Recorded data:
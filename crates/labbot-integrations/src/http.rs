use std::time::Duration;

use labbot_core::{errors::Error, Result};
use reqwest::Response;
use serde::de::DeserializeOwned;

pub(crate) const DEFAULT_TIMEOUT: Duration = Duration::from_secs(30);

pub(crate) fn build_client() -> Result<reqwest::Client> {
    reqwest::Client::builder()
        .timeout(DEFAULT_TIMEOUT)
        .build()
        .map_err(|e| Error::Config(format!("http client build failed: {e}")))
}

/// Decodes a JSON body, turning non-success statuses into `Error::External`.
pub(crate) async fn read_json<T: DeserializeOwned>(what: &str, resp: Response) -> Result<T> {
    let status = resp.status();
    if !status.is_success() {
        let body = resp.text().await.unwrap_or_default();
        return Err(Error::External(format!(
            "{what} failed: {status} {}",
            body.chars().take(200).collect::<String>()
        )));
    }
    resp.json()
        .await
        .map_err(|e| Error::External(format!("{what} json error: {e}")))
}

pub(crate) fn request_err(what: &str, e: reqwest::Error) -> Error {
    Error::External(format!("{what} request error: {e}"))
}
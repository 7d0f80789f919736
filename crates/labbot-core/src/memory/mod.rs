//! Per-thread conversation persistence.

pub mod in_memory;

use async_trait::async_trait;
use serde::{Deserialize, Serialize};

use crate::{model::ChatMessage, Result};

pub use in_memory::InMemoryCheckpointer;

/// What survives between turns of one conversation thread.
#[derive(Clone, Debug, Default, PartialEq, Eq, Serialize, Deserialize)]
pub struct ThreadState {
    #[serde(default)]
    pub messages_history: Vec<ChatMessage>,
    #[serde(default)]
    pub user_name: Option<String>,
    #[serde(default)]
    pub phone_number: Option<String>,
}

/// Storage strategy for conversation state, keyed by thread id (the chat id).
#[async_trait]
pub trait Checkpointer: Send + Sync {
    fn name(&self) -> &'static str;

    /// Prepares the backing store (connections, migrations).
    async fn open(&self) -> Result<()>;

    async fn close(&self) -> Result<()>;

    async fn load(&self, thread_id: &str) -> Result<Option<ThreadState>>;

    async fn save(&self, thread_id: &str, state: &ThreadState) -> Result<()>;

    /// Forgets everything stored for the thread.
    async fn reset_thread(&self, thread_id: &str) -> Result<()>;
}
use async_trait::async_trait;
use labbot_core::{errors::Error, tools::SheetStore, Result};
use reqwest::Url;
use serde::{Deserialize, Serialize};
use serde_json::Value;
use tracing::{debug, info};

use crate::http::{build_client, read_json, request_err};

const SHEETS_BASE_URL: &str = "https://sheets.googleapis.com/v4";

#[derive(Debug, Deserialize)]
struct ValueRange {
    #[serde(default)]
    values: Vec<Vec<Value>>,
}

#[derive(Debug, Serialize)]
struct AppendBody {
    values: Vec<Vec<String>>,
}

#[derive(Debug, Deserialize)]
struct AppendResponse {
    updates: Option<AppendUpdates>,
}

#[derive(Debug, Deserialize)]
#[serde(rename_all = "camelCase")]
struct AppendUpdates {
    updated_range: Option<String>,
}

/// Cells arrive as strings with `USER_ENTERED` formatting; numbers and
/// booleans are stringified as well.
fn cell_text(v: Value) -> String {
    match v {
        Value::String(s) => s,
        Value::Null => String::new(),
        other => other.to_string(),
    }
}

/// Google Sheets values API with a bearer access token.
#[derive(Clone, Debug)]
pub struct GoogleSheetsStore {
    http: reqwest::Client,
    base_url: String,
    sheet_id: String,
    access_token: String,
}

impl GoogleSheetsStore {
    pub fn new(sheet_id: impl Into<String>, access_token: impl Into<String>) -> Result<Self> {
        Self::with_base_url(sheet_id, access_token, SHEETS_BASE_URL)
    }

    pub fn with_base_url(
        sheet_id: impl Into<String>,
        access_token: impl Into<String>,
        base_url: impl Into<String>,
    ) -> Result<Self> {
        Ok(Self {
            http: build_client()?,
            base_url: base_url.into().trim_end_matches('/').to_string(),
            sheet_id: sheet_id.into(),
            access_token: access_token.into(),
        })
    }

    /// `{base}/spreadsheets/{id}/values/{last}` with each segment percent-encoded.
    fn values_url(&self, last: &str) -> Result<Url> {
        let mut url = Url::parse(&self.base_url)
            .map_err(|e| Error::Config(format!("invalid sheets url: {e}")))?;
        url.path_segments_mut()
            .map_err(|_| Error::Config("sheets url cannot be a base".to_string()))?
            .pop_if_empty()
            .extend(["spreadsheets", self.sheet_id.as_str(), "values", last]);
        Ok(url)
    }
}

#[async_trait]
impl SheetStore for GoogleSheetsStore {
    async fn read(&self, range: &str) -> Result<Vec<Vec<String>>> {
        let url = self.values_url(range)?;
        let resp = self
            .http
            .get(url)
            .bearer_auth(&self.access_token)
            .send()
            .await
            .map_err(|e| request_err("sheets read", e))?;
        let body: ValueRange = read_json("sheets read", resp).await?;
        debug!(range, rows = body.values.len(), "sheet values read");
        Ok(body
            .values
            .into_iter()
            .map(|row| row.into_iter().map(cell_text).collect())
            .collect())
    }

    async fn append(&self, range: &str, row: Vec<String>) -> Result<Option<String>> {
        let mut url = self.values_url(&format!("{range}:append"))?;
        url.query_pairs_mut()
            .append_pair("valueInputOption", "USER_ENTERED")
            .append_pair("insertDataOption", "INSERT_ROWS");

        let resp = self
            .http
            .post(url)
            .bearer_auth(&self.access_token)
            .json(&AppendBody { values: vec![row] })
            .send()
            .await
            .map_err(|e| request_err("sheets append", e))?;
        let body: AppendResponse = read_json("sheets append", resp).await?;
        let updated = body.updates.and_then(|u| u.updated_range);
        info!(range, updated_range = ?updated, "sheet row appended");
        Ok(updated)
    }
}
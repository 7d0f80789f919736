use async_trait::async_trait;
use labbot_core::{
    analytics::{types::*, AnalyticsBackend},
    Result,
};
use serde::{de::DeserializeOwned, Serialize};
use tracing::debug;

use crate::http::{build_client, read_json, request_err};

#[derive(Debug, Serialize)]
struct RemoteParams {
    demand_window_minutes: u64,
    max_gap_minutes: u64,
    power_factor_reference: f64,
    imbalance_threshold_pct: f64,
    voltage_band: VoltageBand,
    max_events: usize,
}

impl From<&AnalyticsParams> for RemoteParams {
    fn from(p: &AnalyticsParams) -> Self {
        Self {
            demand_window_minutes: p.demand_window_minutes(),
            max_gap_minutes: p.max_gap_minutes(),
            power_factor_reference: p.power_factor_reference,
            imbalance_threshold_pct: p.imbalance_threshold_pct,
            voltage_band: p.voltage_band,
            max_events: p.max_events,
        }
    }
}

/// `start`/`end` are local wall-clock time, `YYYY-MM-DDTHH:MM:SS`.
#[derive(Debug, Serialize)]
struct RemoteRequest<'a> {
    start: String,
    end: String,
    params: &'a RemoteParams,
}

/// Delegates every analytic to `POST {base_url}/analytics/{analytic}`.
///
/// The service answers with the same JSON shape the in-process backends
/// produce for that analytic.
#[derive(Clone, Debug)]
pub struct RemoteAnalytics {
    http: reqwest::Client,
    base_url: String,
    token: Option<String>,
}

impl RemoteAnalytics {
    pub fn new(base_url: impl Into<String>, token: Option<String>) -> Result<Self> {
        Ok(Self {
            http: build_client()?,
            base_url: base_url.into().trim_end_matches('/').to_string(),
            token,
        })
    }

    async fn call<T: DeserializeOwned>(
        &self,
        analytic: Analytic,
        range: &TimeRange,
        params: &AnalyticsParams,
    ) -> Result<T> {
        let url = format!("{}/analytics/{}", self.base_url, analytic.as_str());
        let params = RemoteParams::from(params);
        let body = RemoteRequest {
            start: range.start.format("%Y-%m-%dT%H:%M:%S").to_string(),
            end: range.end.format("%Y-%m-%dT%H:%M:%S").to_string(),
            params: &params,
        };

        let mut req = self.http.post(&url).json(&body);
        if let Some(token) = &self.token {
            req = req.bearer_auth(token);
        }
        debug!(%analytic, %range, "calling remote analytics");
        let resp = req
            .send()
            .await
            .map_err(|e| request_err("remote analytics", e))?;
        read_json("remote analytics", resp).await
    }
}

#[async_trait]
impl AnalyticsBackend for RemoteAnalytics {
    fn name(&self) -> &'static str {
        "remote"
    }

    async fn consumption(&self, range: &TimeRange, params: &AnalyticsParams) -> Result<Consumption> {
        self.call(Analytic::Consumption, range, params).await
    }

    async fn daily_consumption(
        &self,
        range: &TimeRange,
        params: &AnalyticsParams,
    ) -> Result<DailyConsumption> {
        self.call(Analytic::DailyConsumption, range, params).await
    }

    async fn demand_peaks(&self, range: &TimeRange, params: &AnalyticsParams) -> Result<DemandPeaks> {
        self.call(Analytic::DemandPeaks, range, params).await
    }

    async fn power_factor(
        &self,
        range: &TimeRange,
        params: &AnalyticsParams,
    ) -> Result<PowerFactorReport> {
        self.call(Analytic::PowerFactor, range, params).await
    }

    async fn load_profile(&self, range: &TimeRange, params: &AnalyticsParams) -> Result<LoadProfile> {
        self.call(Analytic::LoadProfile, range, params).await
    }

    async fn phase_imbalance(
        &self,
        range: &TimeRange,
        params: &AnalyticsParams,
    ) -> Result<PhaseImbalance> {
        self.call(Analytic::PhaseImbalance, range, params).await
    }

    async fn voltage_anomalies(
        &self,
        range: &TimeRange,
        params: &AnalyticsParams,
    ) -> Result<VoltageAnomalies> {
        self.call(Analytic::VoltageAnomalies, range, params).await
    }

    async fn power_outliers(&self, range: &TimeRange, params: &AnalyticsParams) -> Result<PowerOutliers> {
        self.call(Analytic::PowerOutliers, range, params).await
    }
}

...

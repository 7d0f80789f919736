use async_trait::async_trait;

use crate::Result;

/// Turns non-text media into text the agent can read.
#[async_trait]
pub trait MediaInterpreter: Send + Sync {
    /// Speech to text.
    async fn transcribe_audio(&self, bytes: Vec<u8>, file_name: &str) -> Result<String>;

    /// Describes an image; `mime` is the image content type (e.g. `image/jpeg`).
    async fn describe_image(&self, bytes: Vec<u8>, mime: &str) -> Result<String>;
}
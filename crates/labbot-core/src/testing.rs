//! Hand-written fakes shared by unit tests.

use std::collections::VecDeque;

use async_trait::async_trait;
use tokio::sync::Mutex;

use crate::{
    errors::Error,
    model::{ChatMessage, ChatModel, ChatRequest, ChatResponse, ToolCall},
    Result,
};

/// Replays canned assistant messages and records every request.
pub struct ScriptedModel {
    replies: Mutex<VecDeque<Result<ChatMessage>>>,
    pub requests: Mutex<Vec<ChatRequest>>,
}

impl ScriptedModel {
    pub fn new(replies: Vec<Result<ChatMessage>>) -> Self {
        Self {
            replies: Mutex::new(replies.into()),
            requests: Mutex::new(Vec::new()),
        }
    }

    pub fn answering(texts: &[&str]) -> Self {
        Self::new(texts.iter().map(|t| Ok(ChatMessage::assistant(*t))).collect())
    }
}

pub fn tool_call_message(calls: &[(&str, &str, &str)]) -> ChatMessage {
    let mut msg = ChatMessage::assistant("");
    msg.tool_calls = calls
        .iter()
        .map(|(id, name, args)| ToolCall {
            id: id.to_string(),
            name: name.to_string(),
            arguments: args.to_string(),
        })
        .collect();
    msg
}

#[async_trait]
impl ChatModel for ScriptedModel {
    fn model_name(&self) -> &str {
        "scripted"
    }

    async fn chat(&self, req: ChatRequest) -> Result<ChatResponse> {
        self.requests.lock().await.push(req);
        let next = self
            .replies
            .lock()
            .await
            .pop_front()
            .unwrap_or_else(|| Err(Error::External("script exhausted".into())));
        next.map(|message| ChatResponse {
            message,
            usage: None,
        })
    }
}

...

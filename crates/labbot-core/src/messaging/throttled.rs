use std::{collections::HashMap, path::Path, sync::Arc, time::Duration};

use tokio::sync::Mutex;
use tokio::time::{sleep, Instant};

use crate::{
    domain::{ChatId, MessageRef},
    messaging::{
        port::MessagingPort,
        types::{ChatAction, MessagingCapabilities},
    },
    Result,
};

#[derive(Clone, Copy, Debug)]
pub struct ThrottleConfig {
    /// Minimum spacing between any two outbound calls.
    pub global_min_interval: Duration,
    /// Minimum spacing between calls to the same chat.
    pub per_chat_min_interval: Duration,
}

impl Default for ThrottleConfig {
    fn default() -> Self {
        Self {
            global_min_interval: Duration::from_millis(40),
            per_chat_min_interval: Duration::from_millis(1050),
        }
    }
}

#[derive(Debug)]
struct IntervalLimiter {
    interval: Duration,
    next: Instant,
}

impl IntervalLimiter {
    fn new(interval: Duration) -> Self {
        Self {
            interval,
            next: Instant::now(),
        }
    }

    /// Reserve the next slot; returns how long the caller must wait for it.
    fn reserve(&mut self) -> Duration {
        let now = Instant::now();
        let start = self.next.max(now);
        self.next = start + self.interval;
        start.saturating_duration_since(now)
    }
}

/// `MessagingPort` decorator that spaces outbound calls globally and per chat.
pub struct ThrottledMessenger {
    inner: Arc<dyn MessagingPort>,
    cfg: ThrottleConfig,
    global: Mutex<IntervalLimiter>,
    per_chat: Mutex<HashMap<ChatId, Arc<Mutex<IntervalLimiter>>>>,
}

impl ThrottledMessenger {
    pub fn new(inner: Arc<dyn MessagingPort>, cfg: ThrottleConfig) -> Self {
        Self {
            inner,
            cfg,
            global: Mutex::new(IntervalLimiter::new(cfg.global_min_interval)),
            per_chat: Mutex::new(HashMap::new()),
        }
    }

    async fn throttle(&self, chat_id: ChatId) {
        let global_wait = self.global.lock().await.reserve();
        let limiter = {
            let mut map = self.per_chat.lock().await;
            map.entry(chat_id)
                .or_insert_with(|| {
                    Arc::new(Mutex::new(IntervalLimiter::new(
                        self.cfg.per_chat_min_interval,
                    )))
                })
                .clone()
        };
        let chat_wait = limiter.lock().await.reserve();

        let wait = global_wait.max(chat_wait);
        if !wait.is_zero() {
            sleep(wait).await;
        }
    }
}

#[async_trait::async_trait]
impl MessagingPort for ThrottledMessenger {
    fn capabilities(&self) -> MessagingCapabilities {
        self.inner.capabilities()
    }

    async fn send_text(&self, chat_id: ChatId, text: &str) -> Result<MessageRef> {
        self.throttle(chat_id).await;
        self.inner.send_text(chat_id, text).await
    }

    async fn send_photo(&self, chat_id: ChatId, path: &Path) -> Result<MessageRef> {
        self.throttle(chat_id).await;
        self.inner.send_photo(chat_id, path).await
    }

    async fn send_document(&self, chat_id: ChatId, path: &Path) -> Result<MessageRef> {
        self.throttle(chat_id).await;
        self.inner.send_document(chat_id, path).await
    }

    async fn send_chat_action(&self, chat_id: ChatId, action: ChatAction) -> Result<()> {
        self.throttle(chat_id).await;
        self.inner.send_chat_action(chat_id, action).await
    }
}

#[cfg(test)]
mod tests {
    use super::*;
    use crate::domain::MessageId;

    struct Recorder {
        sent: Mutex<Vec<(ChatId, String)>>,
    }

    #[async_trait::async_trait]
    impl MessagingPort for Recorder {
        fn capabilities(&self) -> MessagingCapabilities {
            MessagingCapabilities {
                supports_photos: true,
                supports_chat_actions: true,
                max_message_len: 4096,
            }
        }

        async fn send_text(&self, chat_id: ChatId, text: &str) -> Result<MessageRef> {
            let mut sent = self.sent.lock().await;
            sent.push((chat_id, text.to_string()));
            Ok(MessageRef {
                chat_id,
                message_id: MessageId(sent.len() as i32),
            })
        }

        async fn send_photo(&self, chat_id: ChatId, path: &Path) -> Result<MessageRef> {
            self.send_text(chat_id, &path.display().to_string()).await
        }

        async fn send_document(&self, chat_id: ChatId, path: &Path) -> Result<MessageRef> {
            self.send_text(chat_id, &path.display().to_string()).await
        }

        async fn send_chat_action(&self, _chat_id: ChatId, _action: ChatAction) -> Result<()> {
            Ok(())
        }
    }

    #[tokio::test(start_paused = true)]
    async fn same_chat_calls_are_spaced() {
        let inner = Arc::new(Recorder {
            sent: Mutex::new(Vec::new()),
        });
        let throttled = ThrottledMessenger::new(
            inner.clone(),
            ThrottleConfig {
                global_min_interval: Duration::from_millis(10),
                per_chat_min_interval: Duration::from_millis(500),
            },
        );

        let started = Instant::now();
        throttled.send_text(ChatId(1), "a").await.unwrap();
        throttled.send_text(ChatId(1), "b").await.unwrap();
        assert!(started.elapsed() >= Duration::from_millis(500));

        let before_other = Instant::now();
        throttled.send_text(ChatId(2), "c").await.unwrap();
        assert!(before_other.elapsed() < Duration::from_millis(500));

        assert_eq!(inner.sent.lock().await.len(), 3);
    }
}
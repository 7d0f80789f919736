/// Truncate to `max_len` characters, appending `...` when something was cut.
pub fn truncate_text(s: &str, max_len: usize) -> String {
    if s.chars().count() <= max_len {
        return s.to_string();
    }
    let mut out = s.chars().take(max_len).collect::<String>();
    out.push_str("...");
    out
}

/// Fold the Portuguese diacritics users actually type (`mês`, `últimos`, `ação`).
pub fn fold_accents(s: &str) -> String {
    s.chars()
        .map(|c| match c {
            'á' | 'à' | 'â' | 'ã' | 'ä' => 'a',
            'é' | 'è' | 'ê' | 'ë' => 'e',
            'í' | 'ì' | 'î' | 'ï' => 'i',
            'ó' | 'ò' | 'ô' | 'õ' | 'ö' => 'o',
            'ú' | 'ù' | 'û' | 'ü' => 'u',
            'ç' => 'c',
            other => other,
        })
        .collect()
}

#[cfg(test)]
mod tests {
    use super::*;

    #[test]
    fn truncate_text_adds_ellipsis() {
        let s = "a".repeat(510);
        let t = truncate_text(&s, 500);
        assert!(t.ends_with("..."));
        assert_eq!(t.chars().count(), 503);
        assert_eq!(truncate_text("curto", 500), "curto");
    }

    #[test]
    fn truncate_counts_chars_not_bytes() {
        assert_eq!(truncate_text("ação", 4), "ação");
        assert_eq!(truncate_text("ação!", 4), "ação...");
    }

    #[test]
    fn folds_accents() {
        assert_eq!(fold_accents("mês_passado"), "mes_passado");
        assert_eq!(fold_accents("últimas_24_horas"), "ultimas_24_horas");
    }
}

AIM OF THE TASK
In the records above, tally the lines where the word "collections" appears, and give the number and nothing else.

RESPONSE
2